If you attempt to find a fashion designer named “Carmen Carolina” in Yucatan, what you will find are two dressmakers, Carmen Castillo Castillo Lopez and Carolina Herrera (who apparently was named after a VERY famous dress designer). This past week, they had a showing of their work in Hunucma and it was wildly successful. Forty of their fashion creations, mostly bridal and quinceañera dresses, were modeled by young models who were all from Hunucma. The event was attended by 400 people. Hunucma is growing into a more cosmopolitan area every day and events such as this level of fashion show are proof positive that, even when there is a temporary bump in the road, Yucatan is well on its way to a very bright future. Congratulations to both Carmen and Carolina on their success.
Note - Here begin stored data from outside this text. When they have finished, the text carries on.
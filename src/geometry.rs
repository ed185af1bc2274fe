//! Geometry adapter boundary
//!
//! The solver does not own scene geometry. It consumes it through the
//! [`SceneGeometry`] trait: indexed triangles in one coordinate/scale
//! space, a per-triangle material lookup and a per-triangle direct
//! irradiance query. [`TriangleMesh`] is the concrete adapter used by
//! hosts and tests.

use glam::Vec3;
use thiserror::Error;

use crate::material::Material;

/// Errors reported when attaching geometry
#[derive(Error, Debug)]
pub enum GeometryError {
    /// Scene contains no triangles at all
    #[error("geometry is empty: no triangles")]
    Empty,

    /// An index references a vertex that does not exist
    #[error("triangle {triangle} references vertex {vertex} out of {count}")]
    VertexOutOfRange {
        /// Offending triangle
        triangle: usize,
        /// Offending vertex index
        vertex: u32,
        /// Number of vertices present
        count: usize,
    },

    /// A triangle references a material slot that does not exist
    #[error("triangle {triangle} references material {material} out of {count}")]
    MaterialOutOfRange {
        /// Offending triangle
        triangle: usize,
        /// Offending material slot
        material: u32,
        /// Number of materials present
        count: usize,
    },
}

/// Read-only view of a static triangle scene
///
/// Implementations must be consistent for the lifetime of any solver
/// attached to them: same triangle count, same positions, same
/// materials. Direct irradiance is the only part expected to change
/// between solver resets.
pub trait SceneGeometry: Sync {
    /// Number of triangles in the scene
    fn triangle_count(&self) -> usize;

    /// Number of shared vertices
    fn vertex_count(&self) -> usize;

    /// Vertex indices of a triangle
    fn triangle_indices(&self, triangle: usize) -> [u32; 3];

    /// Position of a shared vertex
    fn vertex_position(&self, vertex: usize) -> Vec3;

    /// World-space corner positions of a triangle
    fn triangle_vertices(&self, triangle: usize) -> [Vec3; 3] {
        let idx = self.triangle_indices(triangle);
        [
            self.vertex_position(idx[0] as usize),
            self.vertex_position(idx[1] as usize),
            self.vertex_position(idx[2] as usize),
        ]
    }

    /// Material of a triangle, `None` for inert faces
    fn material(&self, triangle: usize) -> Option<&Material>;

    /// Current direct irradiance on a triangle (W/m^2, linear RGB)
    ///
    /// Read by the packed solver on `illumination_reset`. Adapters
    /// without dynamic lighting return zero.
    fn direct_irradiance(&self, triangle: usize) -> Vec3 {
        let _ = triangle;
        Vec3::ZERO
    }
}

/// Derived per-triangle geometry: normal, area, centroid
#[derive(Debug, Clone, Copy)]
pub struct TrianglePlane {
    /// Unit face normal (zero for degenerate triangles)
    pub normal: Vec3,
    /// Surface area (zero for degenerate triangles)
    pub area: f32,
    /// Centroid
    pub centroid: Vec3,
}

impl TrianglePlane {
    /// Compute plane data from corner positions
    pub fn from_vertices(v: &[Vec3; 3]) -> Self {
        let cross = (v[1] - v[0]).cross(v[2] - v[0]);
        let double_area = cross.length();
        TrianglePlane {
            normal: if double_area > 0.0 {
                cross / double_area
            } else {
                Vec3::ZERO
            },
            area: double_area * 0.5,
            centroid: (v[0] + v[1] + v[2]) / 3.0,
        }
    }

    /// Degenerate triangles never take part in energy transport
    #[inline]
    pub fn is_degenerate(&self) -> bool {
        self.area <= 0.0
    }
}

/// Concrete indexed triangle mesh with per-triangle material slots
#[derive(Debug, Clone)]
pub struct TriangleMesh {
    vertices: Vec<Vec3>,
    indices: Vec<[u32; 3]>,
    materials: Vec<Material>,
    material_slots: Vec<u32>,
    direct_irradiance: Vec<Vec3>,
}

impl TriangleMesh {
    /// Build a mesh and validate all indices eagerly
    ///
    /// `material_slots[t]` selects the material of triangle `t` from
    /// `materials`. Degenerate triangles are accepted here (they are
    /// marked inert later by the solver), but an empty scene and
    /// out-of-range indices are rejected.
    pub fn new(
        vertices: Vec<Vec3>,
        indices: Vec<[u32; 3]>,
        materials: Vec<Material>,
        material_slots: Vec<u32>,
    ) -> Result<Self, GeometryError> {
        if indices.is_empty() {
            return Err(GeometryError::Empty);
        }
        for (t, tri) in indices.iter().enumerate() {
            for &v in tri {
                if v as usize >= vertices.len() {
                    return Err(GeometryError::VertexOutOfRange {
                        triangle: t,
                        vertex: v,
                        count: vertices.len(),
                    });
                }
            }
        }
        for (t, &slot) in material_slots.iter().enumerate() {
            if slot as usize >= materials.len() {
                return Err(GeometryError::MaterialOutOfRange {
                    triangle: t,
                    material: slot,
                    count: materials.len(),
                });
            }
        }
        let triangle_count = indices.len();
        Ok(TriangleMesh {
            vertices,
            indices,
            materials,
            material_slots,
            direct_irradiance: vec![Vec3::ZERO; triangle_count],
        })
    }

    /// Set the direct irradiance reported for one triangle
    pub fn set_direct_irradiance(&mut self, triangle: usize, irradiance: Vec3) {
        if let Some(slot) = self.direct_irradiance.get_mut(triangle) {
            *slot = irradiance;
        }
    }

    /// Replace direct irradiance for all triangles
    pub fn set_all_direct_irradiance(&mut self, irradiance: &[Vec3]) {
        for (slot, &value) in self.direct_irradiance.iter_mut().zip(irradiance) {
            *slot = value;
        }
    }

    /// Materials owned by this mesh
    pub fn materials(&self) -> &[Material] {
        &self.materials
    }
}

impl SceneGeometry for TriangleMesh {
    fn triangle_count(&self) -> usize {
        self.indices.len()
    }

    fn vertex_count(&self) -> usize {
        self.vertices.len()
    }

    fn triangle_indices(&self, triangle: usize) -> [u32; 3] {
        self.indices[triangle]
    }

    fn vertex_position(&self, vertex: usize) -> Vec3 {
        self.vertices[vertex]
    }

    fn material(&self, triangle: usize) -> Option<&Material> {
        let slot = *self.material_slots.get(triangle)?;
        self.materials.get(slot as usize)
    }

    fn direct_irradiance(&self, triangle: usize) -> Vec3 {
        self.direct_irradiance
            .get(triangle)
            .copied()
            .unwrap_or(Vec3::ZERO)
    }
}

/// Barycentric interpolation helper shared by the sampling code
#[inline]
pub fn barycentric_point(v: &[Vec3; 3], u: f32, w: f32) -> Vec3 {
    v[0] * (1.0 - u - w) + v[1] * u + v[2] * w
}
Become a Charter Member of Valladolid's English Library
The Valladolid English Library now has shelves and over 1,500 books that will soon be logged into the computer and put on those shelves. They hope to open by the end of this month. The Library is learning how expensive start-up costs can be and is asking for a donation of $1,000 pesos per person from any supporters who would like to be Charter Members. A Charter Member is a founding member whose support is essential to assist in getting the library open and up and running well. The names of Charter Members will be noted in the minutes of the Library Board and will be on display in the library on a permanent basis. If you would like to be a Charter Member, please contact Denis Larsen, Harriet Rich or Tom Jones. Or email firstname.lastname@example.org and the Library will forward your message to one of the board members listed above. The Valladolid English Library thanks you in advance and wants you to know how much your support is appreciated.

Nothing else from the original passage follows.